Problem description
Make an exact copy of all the entries shown below.

Data records
use axum::extract::rejection::JsonRejection;
use axum::extract::FromRequest;
use axum::http::StatusCode;

use crate::error::SolverError;

/// `axum::Json` with rejections reported as [`SolverError`] JSON bodies.
#[derive(FromRequest)]
#[from_request(via(axum::Json), rejection(SolverError))]
pub struct AppJson<T>(pub T);

impl From<JsonRejection> for SolverError {
    fn from(rejection: JsonRejection) -> Self {
        map_json_rejection(rejection)
    }
}

fn map_json_rejection(rejection: JsonRejection) -> SolverError {
    if rejection.status() == StatusCode::PAYLOAD_TOO_LARGE {
        return SolverError::PayloadTooLarge("Request body exceeds the configured limit".into());
    }

    match rejection {
        JsonRejection::JsonDataError(err) => {
            let message = err.body_text();
            match extract_missing_field(&message) {
                Some(field) => SolverError::MissingField(field.to_string()),
                None => SolverError::Validation(format!("Invalid JSON: {message}")),
            }
        }
        JsonRejection::JsonSyntaxError(err) => {
            SolverError::Validation(format!("JSON syntax error: {}", err.body_text()))
        }
        JsonRejection::MissingJsonContentType(_) => {
            SolverError::Validation("Missing `Content-Type: application/json` header".to_string())
        }
        JsonRejection::BytesRejection(_) => {
            SolverError::Internal("Failed to read request body".to_string())
        }
        _ => SolverError::Validation(rejection.body_text()),
    }
}

fn extract_missing_field(message: &str) -> Option<&str> {
    let prefix = "missing field `";
    let start = message.find(prefix)? + prefix.len();
    let remaining = message.get(start..)?;
    let end = remaining.find('`')?;
    remaining.get(..end)
}
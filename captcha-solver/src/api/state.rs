use std::sync::Arc;

use crate::config::Config;
use crate::ocr::OcrProvider;
use crate::solver::CaptchaSolver;

#[derive(Clone)]
pub struct AppState {
    pub config: Arc<Config>,
    pub solver: CaptchaSolver,
}

impl AppState {
    pub fn new(config: Config, ocr: OcrProvider) -> Self {
        let solver = CaptchaSolver::new(ocr, &config.ocr);

        Self {
            config: Arc::new(config),
            solver,
        }
    }

    /// Build state from config, initialising the OCR engine it describes.
    pub fn from_config(config: Config) -> Self {
        let ocr = OcrProvider::new(&config.ocr);
        Self::new(config, ocr)
    }
}
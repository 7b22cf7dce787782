//! Request and response bodies for the solve endpoint.

use serde::{Deserialize, Serialize};

/// Body of `POST /solve`.
#[derive(Debug, Clone, Deserialize, Serialize, utoipa::ToSchema)]
pub struct SolveRequest {
    /// Base64-encoded image bytes (PNG, JPEG, GIF, BMP, TIFF, WebP).
    /// A `data:image/...;base64,` URL is also accepted.
    pub data: String,
}

/// Successful result of `POST /solve`.
#[derive(Debug, Clone, Deserialize, Serialize, PartialEq, Eq, utoipa::ToSchema)]
pub struct SolveResponse {
    /// Text recognised in the image, without leading or trailing whitespace.
    pub solution: String,
}

/// Error body returned by every failing request.
#[derive(Debug, Clone, Deserialize, Serialize, utoipa::ToSchema)]
pub struct ErrorResponse {
    pub error: String,
    /// Mirrors the HTTP status code.
    pub code: u16,
}
use serde::Deserialize;
use std::env;

pub const DEFAULT_PORT: u16 = 4184;

fn parse_env_or<T: std::str::FromStr>(var: &str, default: T) -> T
where
    T::Err: std::fmt::Display,
{
    match env::var(var) {
        Ok(val) => match val.trim().parse() {
            Ok(parsed) => parsed,
            Err(e) => {
                tracing::warn!("Invalid value '{}' for {}: {}. Using default.", val, var, e);
                default
            }
        },
        Err(_) => default,
    }
}

fn parse_env_opt<T: std::str::FromStr>(var: &str) -> Option<T>
where
    T::Err: std::fmt::Display,
{
    match env::var(var) {
        Ok(val) => match val.trim().parse() {
            Ok(parsed) => Some(parsed),
            Err(e) => {
                tracing::warn!("Invalid value '{}' for {}: {}. Ignoring.", val, var, e);
                None
            }
        },
        Err(_) => None,
    }
}

/// Non-empty string variable, `None` when unset or blank.
fn env_string_opt(var: &str) -> Option<String> {
    env::var(var).ok().filter(|v| !v.trim().is_empty())
}

#[derive(Debug, Clone, Deserialize)]
pub struct Config {
    pub server: ServerConfig,
    pub ocr: OcrConfig,
}

#[derive(Debug, Clone, Deserialize)]
pub struct ServerConfig {
    pub host: String,
    pub port: u16,
    pub max_body_bytes: usize,
}

#[derive(Debug, Clone, Deserialize)]
pub struct OcrConfig {
    /// Tesseract language codes, joined with `+` (e.g. `eng+deu`).
    pub languages: String,
    /// Directory holding `*.traineddata`. `None` lets Tesseract pick its default.
    pub data_path: Option<String>,
    pub timeout_secs: u64,
    pub page_seg_mode: Option<u8>,
    pub char_whitelist: Option<String>,
    pub preprocess: bool,
    pub max_image_dimension: u32,
}

impl Default for OcrConfig {
    fn default() -> Self {
        Self {
            languages: "eng".to_string(),
            data_path: None,
            timeout_secs: 60,
            page_seg_mode: None,
            char_whitelist: None,
            preprocess: false,
            max_image_dimension: 4096,
        }
    }
}

impl Default for ServerConfig {
    fn default() -> Self {
        Self {
            host: "0.0.0.0".to_string(),
            port: DEFAULT_PORT,
            max_body_bytes: 10 * 1024 * 1024,
        }
    }
}

impl Config {
    pub fn from_env() -> Self {
        let server_defaults = ServerConfig::default();
        let ocr_defaults = OcrConfig::default();

        Self {
            server: ServerConfig {
                host: env_string_opt("HOST").unwrap_or(server_defaults.host),
                port: parse_env_or("PORT", server_defaults.port),
                max_body_bytes: parse_env_or("MAX_BODY_BYTES", server_defaults.max_body_bytes),
            },
            ocr: OcrConfig {
                languages: env_string_opt("OCR_LANGUAGES").unwrap_or(ocr_defaults.languages),
                data_path: env_string_opt("OCR_DATA_PATH"),
                timeout_secs: parse_env_or("OCR_TIMEOUT", ocr_defaults.timeout_secs),
                page_seg_mode: parse_env_opt("OCR_PAGE_SEG_MODE"),
                char_whitelist: env_string_opt("OCR_CHAR_WHITELIST"),
                preprocess: parse_env_or("OCR_PREPROCESS", ocr_defaults.preprocess),
                max_image_dimension: parse_env_or(
                    "OCR_MAX_DIMENSION",
                    ocr_defaults.max_image_dimension,
                ),
            },
        }
    }

    pub fn listen_addr(&self) -> String {
        format!("{}:{}", self.server.host, self.server.port)
    }
}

Exercise output
use axum::extract::rejection::JsonRejection;
use axum::extract::FromRequest;
use axum::http::StatusCode;

use crate::error::SolverError;

/// `axum::Json` with rejections reported as [`SolverError`] JSON bodies.
#[derive(FromRequest)]
#[from_request(via(axum::Json), rejection(SolverError))]
pub struct AppJson<T>(pub T);

impl From<JsonRejection> for SolverError {
    fn from(rejection: JsonRejection) -> Self {
        map_json_rejection(rejection)
    }
}

fn map_json_rejection(rejection: JsonRejection) -> SolverError {
    if rejection.status() == StatusCode::PAYLOAD_TOO_LARGE {
        return SolverError::PayloadTooLarge("Request body exceeds the configured limit".into());
    }

    match rejection {
        JsonRejection::JsonDataError(err) => {
            let message = err.body_text();
            match extract_missing_field(&message) {
                Some(field) => SolverError::MissingField(field.to_string()),
                None => SolverError::Validation(format!("Invalid JSON: {message}")),
            }
        }
        JsonRejection::JsonSyntaxError(err) => {
            SolverError::Validation(format!("JSON syntax error: {}", err.body_text()))
        }
        JsonRejection::MissingJsonContentType(_) => {
            SolverError::Validation("Missing `Content-Type: application/json` header".to_string())
        }
        JsonRejection::BytesRejection(_) => {
            SolverError::Internal("Failed to read request body".to_string())
        }
        _ => SolverError::Validation(rejection.body_text()),
    }
}

fn extract_missing_field(message: &str) -> Option<&str> {
    let prefix = "missing field `";
    let start = message.find(prefix)? + prefix.len();
    let remaining = message.get(start..)?;
    let end = remaining.find('`')?;
    remaining.get(..end)
}
filename captcha-solver/src/api/state.rs
use std::sync::Arc;

use crate::config::Config;
use crate::ocr::OcrProvider;
use crate::solver::CaptchaSolver;

#[derive(Clone)]
pub struct AppState {
    pub config: Arc<Config>,
    pub solver: CaptchaSolver,
}

impl AppState {
    pub fn new(config: Config, ocr: OcrProvider) -> Self {
        let solver = CaptchaSolver::new(ocr, &config.ocr);

        Self {
            config: Arc::new(config),
            solver,
        }
    }

    /// Build state from config, initialising the OCR engine it describes.
    pub fn from_config(config: Config) -> Self {
        let ocr = OcrProvider::new(&config.ocr);
        Self::new(config, ocr)
    }
}
repository 7b22cf7dce787782
//! Request and response bodies for the solve endpoint.

use serde::{Deserialize, Serialize};

/// Body of `POST /solve`.
#[derive(Debug, Clone, Deserialize, Serialize, utoipa::ToSchema)]
pub struct SolveRequest {
    /// Base64-encoded image bytes (PNG, JPEG, GIF, BMP, TIFF, WebP).
    /// A `data:image/...;base64,` URL is also accepted.
    pub data: String,
}

/// Successful result of `POST /solve`.
#[derive(Debug, Clone, Deserialize, Serialize, PartialEq, Eq, utoipa::ToSchema)]
pub struct SolveResponse {
    /// Text recognised in the image, without leading or trailing whitespace.
    pub solution: String,
}

/// Error body returned by every failing request.
#[derive(Debug, Clone, Deserialize, Serialize, utoipa::ToSchema)]
pub struct ErrorResponse {
    pub error: String,
    /// Mirrors the HTTP status code.
    pub code: u16,
}
use serde::Deserialize;
use std::env;

pub const DEFAULT_PORT: u16 = 4184;

fn parse_env_or<T: std::str::FromStr>(var: &str, default: T) -> T
where
    T::Err: std::fmt::Display,
{
    match env::var(var) {
        Ok(val) => match val.trim().parse() {
            Ok(parsed) => parsed,
            Err(e) => {
                tracing::warn!("Invalid value '{}' for {}: {}. Using default.", val, var, e);
                default
            }
        },
        Err(_) => default,
    }
}

fn parse_env_opt<T: std::str::FromStr>(var: &str) -> Option<T>
where
    T::Err: std::fmt::Display,
{
    match env::var(var) {
        Ok(val) => match val.trim().parse() {
            Ok(parsed) => Some(parsed),
            Err(e) => {
                tracing::warn!("Invalid value '{}' for {}: {}. Ignoring.", val, var, e);
                None
            }
        },
        Err(_) => None,
    }
}

/// Non-empty string variable, `None` when unset or blank.
fn env_string_opt(var: &str) -> Option<String> {
    env::var(var).ok().filter(|v| !v.trim().is_empty())
}

#[derive(Debug, Clone, Deserialize)]
pub struct Config {
    pub server: ServerConfig,
    pub ocr: OcrConfig,
}

#[derive(Debug, Clone, Deserialize)]
pub struct ServerConfig {
    pub host: String,
    pub port: u16,
    pub max_body_bytes: usize,
}

#[derive(Debug, Clone, Deserialize)]
pub struct OcrConfig {
    /// Tesseract language codes, joined with `+` (e.g. `eng+deu`).
    pub languages: String,
    /// Directory holding `*.traineddata`. `None` lets Tesseract pick its default.
    pub data_path: Option<String>,
    pub timeout_secs: u64,
    pub page_seg_mode: Option<u8>,
    pub char_whitelist: Option<String>,
    pub preprocess: bool,
    pub max_image_dimension: u32,
}

impl Default for OcrConfig {
    fn default() -> Self {
        Self {
            languages: "eng".to_string(),
            data_path: None,
            timeout_secs: 60,
            page_seg_mode: None,
            char_whitelist: None,
            preprocess: false,
            max_image_dimension: 4096,
        }
    }
}

impl Default for ServerConfig {
    fn default() -> Self {
        Self {
            host: "0.0.0.0".to_string(),
            port: DEFAULT_PORT,
            max_body_bytes: 10 * 1024 * 1024,
        }
    }
}

impl Config {
    pub fn from_env() -> Self {
        let server_defaults = ServerConfig::default();
        let ocr_defaults = OcrConfig::default();

        Self {
            server: ServerConfig {
                host: env_string_opt("HOST").unwrap_or(server_defaults.host),
                port: parse_env_or("PORT", server_defaults.port),
                max_body_bytes: parse_env_or("MAX_BODY_BYTES", server_defaults.max_body_bytes),
            },
            ocr: OcrConfig {
                languages: env_string_opt("OCR_LANGUAGES").unwrap_or(ocr_defaults.languages),
                data_path: env_string_opt("OCR_DATA_PATH"),
                timeout_secs: parse_env_or("OCR_TIMEOUT", ocr_defaults.timeout_secs),
                page_seg_mode: parse_env_opt("OCR_PAGE_SEG_MODE"),
                char_whitelist: env_string_opt("OCR_CHAR_WHITELIST"),
                preprocess: parse_env_or("OCR_PREPROCESS", ocr_defaults.preprocess),
                max_image_dimension: parse_env_or(
                    "OCR_MAX_DIMENSION",
                    ocr_defaults.max_image_dimension,
                ),
            },
        }
    }

    pub fn listen_addr(&self) -> String {
        format!("{}:{}", self.server.host, self.server.port)
    }
}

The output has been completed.